Any organization, big or small, has a culture that may not be easy to understand by outsiders (those outside the organization) no matter how good their intentions are.
A company’s culture is more than its mission and vision statements, employee handbooks, and daily practices. It is not about how employees dress or what they say to each other. These things may be signs of the company’s culture, but they are not the culture itself.
The work environment of an organization can tell you a lot about the business. If general office space is crowded or there are general signs of disorganization, it’s likely that people in the company are not very detail-oriented. It is also common to see employees wearing casual clothing in this type of environment, which may signal that people are more interested in comfort than looking professional.

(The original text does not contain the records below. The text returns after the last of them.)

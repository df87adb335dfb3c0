/// Dash pattern of stroked lines.
#[derive(Debug, Clone, PartialEq, Eq, Default)]
pub enum Dash {
    #[default]
    Solid,
    Dash,
    Dot,
    DashDot,
    DashDotDot,
    /// Alternating on/off lengths in pixels, starting with "on".
    /// Zero entries end the pattern.
    Custom(Vec<u8>),
}

#[derive(Debug, Clone, Copy, PartialEq, Eq, Default)]
pub enum LineCap {
    #[default]
    Flat,
    Round,
    Square,
}

#[derive(Debug, Clone, Copy, PartialEq, Eq, Default)]
pub enum LineJoin {
    #[default]
    Miter,
    Round,
    Bevel,
}

/// Stroke parameters for lines, loops and outlines.
///
/// A width of 0 means the thinnest line the backend can draw.
#[derive(Debug, Clone, PartialEq, Eq, Default)]
pub struct LineStyle {
    pub dash: Dash,
    pub width: u32,
    pub cap: LineCap,
    pub join: LineJoin,
}

impl LineStyle {
    pub fn solid() -> Self {
        Self::default()
    }

    pub fn width(mut self, width: u32) -> Self {
        self.width = width;
        self
    }

    pub fn dash(mut self, dash: Dash) -> Self {
        self.dash = dash;
        self
    }

    pub fn cap(mut self, cap: LineCap) -> Self {
        self.cap = cap;
        self
    }

    pub fn join(mut self, join: LineJoin) -> Self {
        self.join = join;
        self
    }

    /// Width in device pixels, never below one.
    pub fn effective_width(&self) -> u32 {
        self.width.max(1)
    }

    /// The on/off run lengths in pixels, scaled by the line width.
    /// Empty for solid lines.
    pub fn dash_pattern(&self) -> Vec<u32> {
        let w = self.effective_width();
        let base: &[u32] = match &self.dash {
            Dash::Solid => return Vec::new(),
            Dash::Dash => &[3, 1],
            Dash::Dot => &[1, 1],
            Dash::DashDot => &[3, 1, 1, 1],
            Dash::DashDotDot => &[3, 1, 1, 1, 1, 1],
            Dash::Custom(lengths) => {
                let pattern: Vec<u32> = lengths
                    .iter()
                    .take_while(|&&l| l != 0)
                    .map(|&l| l as u32)
                    .collect();
                // an odd-length pattern repeats with on/off swapped
                return if pattern.len() % 2 == 1 {
                    pattern.iter().chain(pattern.iter()).copied().collect()
                } else {
                    pattern
                };
            }
        };
        base.iter().map(|l| l * w).collect()
    }
}

#[cfg(test)]
mod tests {
    use super::*;

    #[test]
    fn test_solid_has_no_pattern() {
        assert!(LineStyle::solid().dash_pattern().is_empty());
        assert_eq!(LineStyle::solid().effective_width(), 1);
    }

    #[test]
    fn test_patterns_scale_with_width() {
        let style = LineStyle::solid().dash(Dash::DashDot).width(2);
        assert_eq!(style.dash_pattern(), vec![6, 2, 2, 2]);
    }

    #[test]
    fn test_custom_pattern_stops_at_zero() {
        let style = LineStyle::solid().dash(Dash::Custom(vec![4, 2, 0, 9]));
        assert_eq!(style.dash_pattern(), vec![4, 2]);
        let odd = LineStyle::solid().dash(Dash::Custom(vec![5]));
        assert_eq!(odd.dash_pattern(), vec![5, 5]);
    }
}
use etcher::prelude::*;
use image::RgbaImage;

/// Drawing code run against a fresh surface.
pub type DrawFn = fn(&mut dyn GraphicsDriver);

/// Two ways of drawing the same picture.
pub struct ScenePair {
    /// Name used for the files written next to the test run
    pub name: &'static str,
    pub width: u32,
    pub height: u32,
    /// The picture as drawn through a dedicated primitive
    pub expected: DrawFn,
    /// The same picture built another way
    pub actual: DrawFn,
}

/// Render `draw` onto a white raster surface.
pub fn render(width: u32, height: u32, draw: DrawFn) -> RgbaImage {
    let mut driver = RasterDriver::new(width, height);
    draw(&mut driver);
    if let Some(err) = driver.take_error() {
        eprintln!("driver reported: {}", err);
    }
    driver.into_image()
}

/// Render both sides of a pair.
pub fn render_pair(pair: &ScenePair) -> (RgbaImage, RgbaImage) {
    (
        render(pair.width, pair.height, pair.expected),
        render(pair.width, pair.height, pair.actual),
    )
}
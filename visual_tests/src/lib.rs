mod compare;
mod render;

pub use compare::{compare_images, generate_diff_image, CompareResult};
pub use render::{render, render_pair, DrawFn, ScenePair};

use std::path::PathBuf;
use thiserror::Error;

#[derive(Error, Debug)]
pub enum VisualTestError {
    #[error("Failed to compare images: {0}")]
    Compare(String),
    #[error("IO error: {0}")]
    Io(#[from] std::io::Error),
    #[error("Image error: {0}")]
    Image(#[from] image::ImageError),
}

pub type Result<T> = std::result::Result<T, VisualTestError>;

/// Similarity required for a pair to count as the same picture
pub const DEFAULT_THRESHOLD: f64 = 0.999;

/// Result of a visual test
pub struct VisualTestResult {
    /// Whether the test passed (similarity >= threshold)
    pub passed: bool,
    /// The similarity score (0.0 to 1.0)
    pub similarity: f64,
    pub differing_pixels: usize,
    /// Path to diff image (if generated on failure)
    pub diff_path: Option<PathBuf>,
}

/// Get the path to the references directory
pub fn references_dir() -> PathBuf {
    PathBuf::from(env!("CARGO_MANIFEST_DIR")).join("references")
}

/// Get the path to the output directory for test artifacts
pub fn output_dir() -> PathBuf {
    PathBuf::from(env!("CARGO_MANIFEST_DIR")).join("output")
}

/// Get the path to a diff image
pub fn diff_path(scene_name: &str) -> PathBuf {
    output_dir().join(format!("{}_diff.png", scene_name))
}

/// Render both sides of `pair` and compare them
pub fn run_visual_test(pair: &ScenePair, similarity_threshold: f64) -> Result<VisualTestResult> {
    let (expected, actual) = render_pair(pair);

    if should_update_references() {
        save_references(pair.name, &expected, &actual)?;
    }

    let compare_result = compare_images(&expected, &actual)?;
    let passed = compare_result.similarity >= similarity_threshold;

    // Generate diff if failed
    let diff = if !passed {
        std::fs::create_dir_all(output_dir())?;
        let diff_file = diff_path(pair.name);
        generate_diff_image(&expected, &actual, &diff_file)?;
        Some(diff_file)
    } else {
        None
    };

    Ok(VisualTestResult {
        passed,
        similarity: compare_result.similarity,
        differing_pixels: compare_result.differing_pixels,
        diff_path: diff,
    })
}

/// Keep both renders of a scene for inspection
fn save_references(name: &str, expected: &image::RgbaImage, actual: &image::RgbaImage) -> Result<()> {
    std::fs::create_dir_all(references_dir())?;
    let expected_path = references_dir().join(format!("{}_expected.png", name));
    let actual_path = references_dir().join(format!("{}_actual.png", name));
    expected.save(&expected_path)?;
    actual.save(&actual_path)?;
    println!("Updated reference: {}", expected_path.display());
    Ok(())
}

/// Check if we're in update references mode
pub fn should_update_references() -> bool {
    std::env::var("UPDATE_REFERENCES").is_ok()
}
/// An RGBA color, 8 bits per channel, not premultiplied.
#[derive(Debug, Clone, Copy, PartialEq, Eq, Hash)]
pub struct Color {
    pub r: u8,
    pub g: u8,
    pub b: u8,
    pub a: u8,
}

impl Color {
    pub const fn rgb(r: u8, g: u8, b: u8) -> Self {
        Self { r, g, b, a: 255 }
    }

    pub const fn rgba(r: u8, g: u8, b: u8, a: u8) -> Self {
        Self { r, g, b, a }
    }

    pub const fn from_hex(hex: u32) -> Self {
        Self {
            r: ((hex >> 16) & 0xFF) as u8,
            g: ((hex >> 8) & 0xFF) as u8,
            b: (hex & 0xFF) as u8,
            a: 255,
        }
    }

    pub const fn to_array(self) -> [u8; 4] {
        [self.r, self.g, self.b, self.a]
    }

    pub fn is_opaque(&self) -> bool {
        self.a == 255
    }

    pub const WHITE: Color = Color::rgb(255, 255, 255);
    pub const BLACK: Color = Color::rgb(0, 0, 0);
    pub const RED: Color = Color::rgb(255, 0, 0);
    pub const GREEN: Color = Color::rgb(0, 255, 0);
    pub const BLUE: Color = Color::rgb(0, 0, 255);
    pub const TRANSPARENT: Color = Color::rgba(0, 0, 0, 0);
}

impl Default for Color {
    fn default() -> Self {
        Self::BLACK
    }
}

impl From<[u8; 4]> for Color {
    fn from([r, g, b, a]: [u8; 4]) -> Self {
        Self { r, g, b, a }
    }
}

pub const GRAY_RAMP: u8 = 32;
pub const NUM_GRAY: u8 = 24;
pub const COLOR_CUBE: u8 = 56;
pub const NUM_RED: u8 = 5;
pub const NUM_GREEN: u8 = 8;
pub const NUM_BLUE: u8 = 5;

/// The 256-entry indexed colour map.
///
/// Entries 0..16 are the named colours, 32..56 a gray ramp and 56..256 a
/// 5x8x5 colour cube. Every entry can be redefined.
#[derive(Debug, Clone)]
pub struct Palette {
    entries: [Color; 256],
}

impl Palette {
    pub fn new() -> Self {
        const BASE: [u32; 16] = [
            0x000000, 0xff0000, 0x00ff00, 0xffff00, 0x0000ff, 0xff00ff, 0x00ffff, 0xffffff,
            0x555555, 0xc67171, 0x71c671, 0x8e8e38, 0x7171c6, 0x8e388e, 0x388e8e, 0xaaaaaa,
        ];
        let mut entries = [Color::BLACK; 256];
        for (entry, hex) in entries.iter_mut().zip(BASE) {
            *entry = Color::from_hex(hex);
        }
        // 16..32 are free slots, start them gray
        for entry in &mut entries[16..GRAY_RAMP as usize] {
            *entry = Color::rgb(0x80, 0x80, 0x80);
        }
        for i in 0..NUM_GRAY {
            let v = (i as u32 * 255 / (NUM_GRAY as u32 - 1)) as u8;
            entries[(GRAY_RAMP + i) as usize] = Color::rgb(v, v, v);
        }
        for b in 0..NUM_BLUE {
            for r in 0..NUM_RED {
                for g in 0..NUM_GREEN {
                    let index = Self::cube_index(r, g, b);
                    entries[index as usize] = Color::rgb(
                        Self::level(r, NUM_RED),
                        Self::level(g, NUM_GREEN),
                        Self::level(b, NUM_BLUE),
                    );
                }
            }
        }
        Self { entries }
    }

    fn level(step: u8, steps: u8) -> u8 {
        (step as u32 * 255 / (steps as u32 - 1)) as u8
    }

    fn cube_index(r: u8, g: u8, b: u8) -> u8 {
        (b * NUM_RED + r) * NUM_GREEN + g + COLOR_CUBE
    }

    pub fn get(&self, index: u8) -> Color {
        self.entries[index as usize]
    }

    pub fn set(&mut self, index: u8, color: Color) {
        self.entries[index as usize] = color;
    }

    /// Index of the colour-cube entry closest to `color`.
    pub fn nearest_cube_index(color: Color) -> u8 {
        let quantize = |v: u8, steps: u8| -> u8 {
            ((v as u32 * (steps as u32 - 1) + 127) / 255) as u8
        };
        Self::cube_index(
            quantize(color.r, NUM_RED),
            quantize(color.g, NUM_GREEN),
            quantize(color.b, NUM_BLUE),
        )
    }

    /// Gray ramp entry for `level` in 0..=255.
    pub fn gray_index(level: u8) -> u8 {
        GRAY_RAMP + ((level as u32 * (NUM_GRAY as u32 - 1) + 127) / 255) as u8
    }
}

impl Default for Palette {
    fn default() -> Self {
        Self::new()
    }
}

If employees take their jobs very seriously and seem to be driven and dedicated, it’s fairly safe to assume that they value professionalism, efficiency, and productivity.
The use of jargon or slang in everyday office communications is another clue about the culture. For example, an investor relations department might use financial terms all day long with other departments may not understand them. That’s a strong indicator that people in that department value professionalism and have extensive knowledge of the business.
Personal interaction with employees is another way to gauge the company’s culture. If you are greeted with warmth and friendliness from fellow workers, it may indicate a more relaxed environment. On the other hand, if employees seem serious most of the time, that’s a hint that they value professionalism and don’t feel as comfortable with jokes or casual conversation.
Pay attention to the way managers interact with employees. Are they more relaxed than their direct reports? That may indicate a less formal culture, while managers who go out of their way to be very professional in front of employees is often a sign that they value professionalism and formality.
Check out for leadership and culture in organization is not a good fit for your style, consider asking some employees for lunch or coffee to learn more about what it’s really like.
You may be able to gauge the work environment from people when they come in contact with them from time to time, but remember that you may not see what they are behind closed doors.